Il est amusant de constater que notre exemplaire a été relié exactement au moment où cette édition est frappée d'une nouvelle condamnation à la destruction en 1823.







Cet ouvrage est un véritable Vade Mecum du libre penseur. Cette nouvelle édition parait en pleine période révolutionnaire pendant la tentative de maintien de la cohésion sociale de la nation française. L’année 1795 est celle de la fin du radicalisme révolutionnaire. Le pays cherche un équilibre entre les excès de la Terreur et la montée des forces contre-révolutionnaires. Le Directoire tente de stabiliser une République vidée de son souffle révolutionnaire initial, mais les tensions restent vives. On assiste à une réhabilitation de la bourgeoisie, une répression des mouvements populaires, et une volonté de "normaliser" la société. C’est aussi une période de fatigue politique : après des années de guerre civile, de révolutions de palais et de pénurie, le peuple aspire à la paix et à une vie moins tourmentée, même si cela implique un certain retour à l’ordre établi.

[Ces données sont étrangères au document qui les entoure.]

//! Structured errors, serializable for the `--json` report

use serde::{Deserialize, Serialize};

pub type Result<T> = std::result::Result<T, Error>;

#[derive(Debug, Clone, Serialize, Deserialize, thiserror::Error)]
#[error("[{code:?}] {message}")]
pub struct Error {
    pub code: ErrorCode,
    pub message: String,
    #[serde(default, skip_serializing_if = "Vec::is_empty")]
    pub suggestions: Vec<String>,
    #[serde(default, skip_serializing_if = "Option::is_none")]
    pub context: Option<serde_json::Value>,
}

#[derive(Debug, Clone, Copy, PartialEq, Eq, Serialize, Deserialize)]
#[serde(rename_all = "SCREAMING_SNAKE_CASE")]
pub enum ErrorCode {
    HookInstallation,
    InvalidConfiguration,
    InvalidState,
    Interrupted,
    NotSupported,
    Unknown,
}

impl ErrorCode {
    /// Process exit status for a run that failed with this code
    pub fn exit_code(self) -> i32 {
        match self {
            ErrorCode::Interrupted => 130,
            _ => 1,
        }
    }
}

impl Error {
    pub fn new(code: ErrorCode, message: impl Into<String>) -> Self {
        Self {
            code,
            message: message.into(),
            suggestions: Vec::new(),
            context: None,
        }
    }

    pub fn with_suggestions(mut self, suggestions: Vec<String>) -> Self {
        self.suggestions = suggestions;
        self
    }

    pub fn with_context(mut self, context: serde_json::Value) -> Self {
        self.context = Some(context);
        self
    }

    /// A global listener could not be installed
    pub fn hook_installation(listener: &str, reason: impl std::fmt::Display) -> Self {
        Self::new(
            ErrorCode::HookInstallation,
            format!("Failed to set {} hook: {}", listener, reason),
        )
        .with_suggestions(vec![
            "Run from an interactive desktop session".to_string(),
            "Close other tools that install low-level input hooks".to_string(),
        ])
    }

    pub fn invalid_configuration(field: &str, reason: &str) -> Self {
        Self::new(
            ErrorCode::InvalidConfiguration,
            format!("Invalid {}: {}", field, reason),
        )
    }

    pub fn invalid_state(message: impl Into<String>) -> Self {
        Self::new(ErrorCode::InvalidState, message)
    }

    pub fn interrupted() -> Self {
        Self::new(ErrorCode::Interrupted, "Recording interrupted before the stop gesture")
    }

    pub fn not_supported(what: &str) -> Self {
        Self::new(
            ErrorCode::NotSupported,
            format!("{} is only supported on Windows", what),
        )
    }
}

impl From<anyhow::Error> for Error {
    fn from(e: anyhow::Error) -> Self {
        Self::new(ErrorCode::Unknown, e.to_string())
    }
}

impl From<std::io::Error> for Error {
    fn from(e: std::io::Error) -> Self {
        Self::new(ErrorCode::Unknown, e.to_string())
    }
}
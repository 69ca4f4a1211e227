//! clickback-recorder - Global input capture and timed replay
//!
//! Records left clicks and keystrokes system-wide until the stop gesture,
//! then replays them a configured number of times with fixed delays.
//!
//! ## Platform Support
//!
//! - **Windows**: Full support via low-level hooks and SendInput
//! - **Other**: Session logic only, driven by any `RawInputSource`

pub mod config;
pub mod events;
pub mod monitor;
pub mod platform;
pub mod replay;
pub mod reset;
pub mod session;
pub mod source;

#[cfg(test)]
mod testing;

pub use config::{PlaybackConfig, RecorderConfig, StopGesture};
pub use events::{Event, EventLog};
pub use monitor::{InputMonitor, MonitorState};
pub use replay::{Pacer, ReplayStats, Replayer, ThreadPacer};
pub use reset::{reset_input_state, ResetReport};
pub use session::{
    InterruptOutcome, RecordingSession, SessionController, SessionObserver, SessionReport,
    StopHandle,
};
pub use source::{Modifiers, RawInputSource, RawNotification};

#[cfg(target_os = "windows")]
pub use platform::current::HookSource;

pub mod prelude {
    pub use crate::config::{PlaybackConfig, RecorderConfig, StopGesture};
    pub use crate::events::{Event, EventLog};
    pub use crate::replay::{Pacer, ReplayStats, ThreadPacer};
    pub use crate::session::{
        InterruptOutcome, RecordingSession, SessionController, SessionObserver, SessionReport,
        StopHandle,
    };

    #[cfg(target_os = "windows")]
    pub use crate::platform::current::HookSource;
}
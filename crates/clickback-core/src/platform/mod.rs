//! Platform layer
//!
//! Only Windows has a native implementation. Everything above this module
//! is platform-neutral and talks to it through `InputInjector`.

#[cfg(target_os = "windows")]
pub mod windows;

#[cfg(target_os = "windows")]
pub use self::windows as current;
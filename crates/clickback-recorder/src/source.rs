//! Raw input notifications and the capability that delivers them

use clickback_core::Result;

/// What happened on the mouse
#[derive(Debug, Clone, Copy, PartialEq, Eq)]
pub enum MouseAction {
    LeftDown,
    LeftUp,
    RightDown,
    RightUp,
    MiddleDown,
    MiddleUp,
    Move,
    Wheel,
    Other,
}

#[derive(Debug, Clone, Copy, PartialEq, Eq)]
pub struct MouseNotification {
    pub action: MouseAction,
    /// Pointer position in screen coordinates when the notification fired
    pub x: i32,
    pub y: i32,
}

#[derive(Debug, Clone, Copy, PartialEq, Eq)]
pub struct KeyNotification {
    pub code: u16,
    pub is_down: bool,
    /// Modifiers held at the moment of the notification
    pub modifiers: Modifiers,
}

#[derive(Debug, Clone, Copy, PartialEq, Eq)]
pub enum RawNotification {
    Mouse(MouseNotification),
    Keyboard(KeyNotification),
}

impl RawNotification {
    pub fn mouse(action: MouseAction, x: i32, y: i32) -> Self {
        RawNotification::Mouse(MouseNotification { action, x, y })
    }

    pub fn key(code: u16, is_down: bool, modifiers: Modifiers) -> Self {
        RawNotification::Keyboard(KeyNotification {
            code,
            is_down,
            modifiers,
        })
    }
}

/// Modifier flags packed into a single byte
/// Bit 0: shift, 1: ctrl, 2: alt, 3: win
#[derive(Debug, Clone, Copy, Default, PartialEq, Eq)]
pub struct Modifiers(pub u8);

impl Modifiers {
    pub const NONE: Modifiers = Modifiers(0);
    pub const SHIFT: u8 = 1 << 0;
    pub const CTRL: u8 = 1 << 1;
    pub const ALT: u8 = 1 << 2;
    pub const WIN: u8 = 1 << 3;

    pub fn has_shift(&self) -> bool { self.0 & Self::SHIFT != 0 }
    pub fn has_ctrl(&self) -> bool { self.0 & Self::CTRL != 0 }
    pub fn has_alt(&self) -> bool { self.0 & Self::ALT != 0 }
    pub fn has_win(&self) -> bool { self.0 & Self::WIN != 0 }

    /// True when every flag in `required` is also set here
    pub fn contains(&self, required: Modifiers) -> bool {
        self.0 & required.0 == required.0
    }
}

impl std::ops::BitOr<u8> for Modifiers {
    type Output = Modifiers;

    fn bitor(self, rhs: u8) -> Modifiers {
        Modifiers(self.0 | rhs)
    }
}

/// System-wide, non-exclusive subscription to mouse and keyboard activity
///
/// Implementations must hand every notification on to the next observer in
/// the platform chain, whether or not the monitor records it. Delivery is
/// pull-based: notifications that arrived since the last call are handed
/// to `sink` by `pump`, in arrival order, without blocking.
pub trait RawInputSource {
    fn subscribe_mouse(&mut self) -> Result<()>;

    fn subscribe_keyboard(&mut self) -> Result<()>;

    /// Remove both subscriptions. Safe to call repeatedly, and after a
    /// partial subscribe.
    fn unsubscribe(&mut self);

    fn pump(&mut self, sink: &mut dyn FnMut(RawNotification));
}
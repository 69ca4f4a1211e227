//! Global input monitor
//!
//! Turns raw notifications into log entries while a session is recording,
//! and watches for the stop gesture.

use crate::config::StopGesture;
use crate::events::Event;
use crate::session::RecordingSession;
use crate::source::{KeyNotification, MouseAction, RawInputSource, RawNotification};
use clickback_core::{Error, Result};
use tracing::{debug, info};

#[derive(Debug, Clone, Copy, PartialEq, Eq)]
pub enum MonitorState {
    Idle,
    Recording,
    Stopped,
}

pub struct InputMonitor<S: RawInputSource> {
    source: S,
    state: MonitorState,
    gesture: StopGesture,
}

impl<S: RawInputSource> InputMonitor<S> {
    pub fn new(source: S, gesture: StopGesture) -> Self {
        Self {
            source,
            state: MonitorState::Idle,
            gesture,
        }
    }

    pub fn state(&self) -> MonitorState {
        self.state
    }

    pub fn source(&self) -> &S {
        &self.source
    }

    /// Install both listeners and mark the session active
    ///
    /// If the keyboard listener is rejected the mouse listener is removed
    /// again before the error is returned.
    pub fn start(&mut self, session: &RecordingSession) -> Result<()> {
        if self.state == MonitorState::Recording {
            return Err(Error::invalid_state("Monitor is already recording"));
        }

        if let Err(e) = self.source.subscribe_mouse() {
            self.source.unsubscribe();
            return Err(e);
        }
        if let Err(e) = self.source.subscribe_keyboard() {
            self.source.unsubscribe();
            return Err(e);
        }

        session.activate();
        self.state = MonitorState::Recording;
        info!("listeners installed, recording");
        Ok(())
    }

    /// Drain whatever the source has queued, feeding each new event to `observer`
    pub fn pump(&mut self, session: &mut RecordingSession, observer: &mut dyn FnMut(&Event)) {
        let Self {
            source,
            state,
            gesture,
        } = self;

        source.pump(&mut |notification| {
            if let Some(event) = process(notification, &mut *state, &*gesture, &mut *session) {
                observer(&event);
            }
        });
    }

    /// Handle a single notification. Returns the event if one was recorded.
    pub fn handle(
        &mut self,
        notification: RawNotification,
        session: &mut RecordingSession,
    ) -> Option<Event> {
        process(notification, &mut self.state, &self.gesture, session)
    }

    /// Remove both listeners. Idempotent.
    pub fn stop(&mut self, session: &RecordingSession) {
        self.source.unsubscribe();
        session.deactivate();
        if self.state == MonitorState::Recording {
            self.state = MonitorState::Stopped;
            info!("listeners removed");
        }
    }
}

fn process(
    notification: RawNotification,
    state: &mut MonitorState,
    gesture: &StopGesture,
    session: &mut RecordingSession,
) -> Option<Event> {
    if *state != MonitorState::Recording || !session.is_active() {
        return None;
    }

    let event = match notification {
        RawNotification::Mouse(m) if m.action == MouseAction::LeftDown => {
            Event::mouse_click(m.x, m.y)
        }
        RawNotification::Mouse(_) => return None,
        RawNotification::Keyboard(k) => {
            if gesture.matches(&k) {
                on_stop_gesture(&k, state, session);
                return None;
            }
            Event::key_transition(k.code, k.is_down)
        }
    };

    debug!(%event, "captured");
    session.record(event);
    Some(event)
}

fn on_stop_gesture(key: &KeyNotification, state: &mut MonitorState, session: &RecordingSession) {
    debug!(code = key.code, "stop gesture");
    session.deactivate();
    *state = MonitorState::Stopped;
    info!(events = session.log().len(), "stop gesture observed");
}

Le pouvoir devient plus technocratique, moins idéologique, ouvrant la voie à l’ascension d’un homme providentiel : Bonaparte, dont le rôle décisif à Vendémiaire annonce la suite. Les textes réunis ici, notamment ce Système social du Baron d'Holbach, sont réimprimés en cette année 1795 et doivent résonner dans l'esprit des lecteurs portés à penser la suite des évènements.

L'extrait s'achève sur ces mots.